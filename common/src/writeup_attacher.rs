//! Archive participants' writeups and link them to their scored submissions.

use crate::annotations::{Annotation, update_single_submission_status};
use crate::synapse::Synapse;
use crate::{Entity, Submission, SubmissionState};
use anyhow::{Context, Result};
use chrono::Utc;
use log::{error, info};
use std::collections::{BTreeMap, HashMap};

pub const ARCHIVED_KEY: &str = "archived";
pub const WRITEUP_KEY: &str = "writeup";
pub const ARCHIVED_WRITEUP_KEY: &str = "archived_writeup";

fn archive_name(submission: &Submission, unix_millis: i64) -> String {
    let entity_name = submission
        .entity_name()
        .unwrap_or_else(|| submission.entity_id.clone());
    format!(
        "Archived {entity_name} {unix_millis} {} {}",
        submission.id, submission.entity_id
    )
}

/// Create a project holding a copy of the submitted writeup.
///
/// # Errors
/// Propagates platform errors.
pub fn create_archive_writeup(syn: &dyn Synapse, submission: &Submission) -> Result<Entity> {
    let name = archive_name(submission, Utc::now().timestamp_millis());
    let project = syn.create_entity(&Entity::project(&name))?;
    let project_id = project.id.clone().context("archive project has no id")?;
    syn.copy_entity_contents(&submission.entity_id, &project_id)
        .with_context(|| format!("copying {} into {project_id}", submission.entity_id))?;
    info!("Archived {} as {project_id}", submission.entity_id);
    Ok(project)
}

/// Archive the writeup of one submission and return the archive's id.
///
/// A submission that already has an `archived` annotation is left alone
/// unless `rearchive` is set.
///
/// # Errors
/// Propagates platform and annotation errors.
pub fn archive_writeup(syn: &dyn Synapse, submission_id: &str, rearchive: bool) -> Result<String> {
    let submission = syn.get_submission(submission_id, None)?;
    let status = syn.submission_status(submission_id)?;
    if let Some(archived) = status.annotations.get_str(ARCHIVED_KEY)
        && !archived.is_empty()
        && !rearchive
    {
        return Ok(archived.to_string());
    }

    let project = create_archive_writeup(syn, &submission)?;
    let project_id = project.id.context("archive project has no id")?;
    let add = BTreeMap::from([(
        ARCHIVED_KEY.to_string(),
        Annotation::new(project_id.clone(), true),
    )]);
    let status = update_single_submission_status(status, &add, false)?;
    syn.store_submission_status(&status)?;
    Ok(project_id)
}

/// Archive the writeups of every submission of a queue in `status`.
///
/// Each submission is archived on its own; a failure is logged and the
/// rest carry on.
///
/// # Errors
/// Fails only if the queue or its submissions cannot be listed.
pub fn archive_writeups(
    syn: &dyn Synapse,
    evaluation_id: &str,
    status: SubmissionState,
    rearchive: bool,
) -> Result<Vec<String>> {
    let evaluation = syn.get_evaluation(evaluation_id)?;
    let bundles = syn.submission_bundles(&evaluation.id, status)?;
    let mut archived = Vec::with_capacity(bundles.len());
    for bundle in bundles {
        match archive_writeup(syn, &bundle.submission.id, rearchive) {
            Ok(id) => archived.push(id),
            Err(e) => error!("Could not archive submission {}: {e:#}", bundle.submission.id),
        }
    }
    Ok(archived)
}

fn submitter(submission: &Submission) -> &str {
    submission.team_id.as_deref().unwrap_or(&submission.user_id)
}

/// Annotate each scored submission in `submission_queue` with its submitter's
/// validated writeup from `writeup_queue`. Returns how many were annotated.
///
/// # Errors
/// Propagates platform and annotation errors.
pub fn attach_writeup(syn: &dyn Synapse, writeup_queue: &str, submission_queue: &str) -> Result<usize> {
    let mut writeups: HashMap<String, (String, String)> = HashMap::new();
    for bundle in syn.submission_bundles(writeup_queue, SubmissionState::Validated)? {
        let archived = bundle
            .submission_status
            .annotations
            .get_str(ARCHIVED_KEY)
            .unwrap_or_default()
            .to_string();
        writeups.insert(
            submitter(&bundle.submission).to_string(),
            (bundle.submission.entity_id.clone(), archived),
        );
    }

    let mut attached = 0;
    for bundle in syn.submission_bundles(submission_queue, SubmissionState::Scored)? {
        let Some((writeup, archived)) = writeups.get(submitter(&bundle.submission)) else {
            continue;
        };
        let add = BTreeMap::from([
            (WRITEUP_KEY.to_string(), Annotation::new(writeup.as_str(), false)),
            (ARCHIVED_WRITEUP_KEY.to_string(), Annotation::new(archived.as_str(), false)),
        ]);
        let status = update_single_submission_status(bundle.submission_status, &add, true)?;
        syn.store_submission_status(&status)?;
        attached += 1;
    }
    info!("Attached {attached} writeups to queue {submission_queue}");
    Ok(attached)
}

### Activity
Repeat all of the records exactly.

### Response
filename common/src/writeup_attacher.rs
//! Archive participants' writeups and link them to their scored submissions.

use crate::annotations::{Annotation, update_single_submission_status};
use crate::synapse::Synapse;
use crate::{Entity, Submission, SubmissionState};
use anyhow::{Context, Result};
use chrono::Utc;
use log::{error, info};
use std::collections::{BTreeMap, HashMap};

pub const ARCHIVED_KEY: &str = "archived";
pub const WRITEUP_KEY: &str = "writeup";
pub const ARCHIVED_WRITEUP_KEY: &str = "archived_writeup";

fn archive_name(submission: &Submission, unix_millis: i64) -> String {
    let entity_name = submission
        .entity_name()
        .unwrap_or_else(|| submission.entity_id.clone());
    format!(
        "Archived {entity_name} {unix_millis} {} {}",
        submission.id, submission.entity_id
    )
}

/// Create a project holding a copy of the submitted writeup.
///
/// # Errors
/// Propagates platform errors.
pub fn create_archive_writeup(syn: &dyn Synapse, submission: &Submission) -> Result<Entity> {
    let name = archive_name(submission, Utc::now().timestamp_millis());
    let project = syn.create_entity(&Entity::project(&name))?;
    let project_id = project.id.clone().context("archive project has no id")?;
    syn.copy_entity_contents(&submission.entity_id, &project_id)
        .with_context(|| format!("copying {} into {project_id}", submission.entity_id))?;
    info!("Archived {} as {project_id}", submission.entity_id);
    Ok(project)
}

/// Archive the writeup of one submission and return the archive's id.
///
/// A submission that already has an `archived` annotation is left alone
/// unless `rearchive` is set.
///
/// # Errors
/// Propagates platform and annotation errors.
pub fn archive_writeup(syn: &dyn Synapse, submission_id: &str, rearchive: bool) -> Result<String> {
    let submission = syn.get_submission(submission_id, None)?;
    let status = syn.submission_status(submission_id)?;
    if let Some(archived) = status.annotations.get_str(ARCHIVED_KEY)
        && !archived.is_empty()
        && !rearchive
    {
        return Ok(archived.to_string());
    }

    let project = create_archive_writeup(syn, &submission)?;
    let project_id = project.id.context("archive project has no id")?;
    let add = BTreeMap::from([(
        ARCHIVED_KEY.to_string(),
        Annotation::new(project_id.clone(), true),
    )]);
    let status = update_single_submission_status(status, &add, false)?;
    syn.store_submission_status(&status)?;
    Ok(project_id)
}

/// Archive the writeups of every submission of a queue in `status`.
///
/// Each submission is archived on its own; a failure is logged and the
/// rest carry on.
///
/// # Errors
/// Fails only if the queue or its submissions cannot be listed.
pub fn archive_writeups(
    syn: &dyn Synapse,
    evaluation_id: &str,
    status: SubmissionState,
    rearchive: bool,
) -> Result<Vec<String>> {
    let evaluation = syn.get_evaluation(evaluation_id)?;
    let bundles = syn.submission_bundles(&evaluation.id, status)?;
    let mut archived = Vec::with_capacity(bundles.len());
    for bundle in bundles {
        match archive_writeup(syn, &bundle.submission.id, rearchive) {
            Ok(id) => archived.push(id),
            Err(e) => error!("Could not archive submission {}: {e:#}", bundle.submission.id),
        }
    }
    Ok(archived)
}

fn submitter(submission: &Submission) -> &str {
    submission.team_id.as_deref().unwrap_or(&submission.user_id)
}

/// Annotate each scored submission in `submission_queue` with its submitter's
/// validated writeup from `writeup_queue`. Returns how many were annotated.
///
/// # Errors
/// Propagates platform and annotation errors.
pub fn attach_writeup(syn: &dyn Synapse, writeup_queue: &str, submission_queue: &str) -> Result<usize> {
    let mut writeups: HashMap<String, (String, String)> = HashMap::new();
    for bundle in syn.submission_bundles(writeup_queue, SubmissionState::Validated)? {
        let archived = bundle
            .submission_status
            .annotations
            .get_str(ARCHIVED_KEY)
            .unwrap_or_default()
            .to_string();
        writeups.insert(
            submitter(&bundle.submission).to_string(),
            (bundle.submission.entity_id.clone(), archived),
        );
    }

    let mut attached = 0;
    for bundle in syn.submission_bundles(submission_queue, SubmissionState::Scored)? {
        let Some((writeup, archived)) = writeups.get(submitter(&bundle.submission)) else {
            continue;
        };
        let add = BTreeMap::from([
            (WRITEUP_KEY.to_string(), Annotation::new(writeup.as_str(), false)),
            (ARCHIVED_WRITEUP_KEY.to_string(), Annotation::new(archived.as_str(), false)),
        ]);
        let status = update_single_submission_status(bundle.submission_status, &add, true)?;
        syn.store_submission_status(&status)?;
        attached += 1;
    }
    info!("Attached {attached} writeups to queue {submission_queue}");
    Ok(attached)
}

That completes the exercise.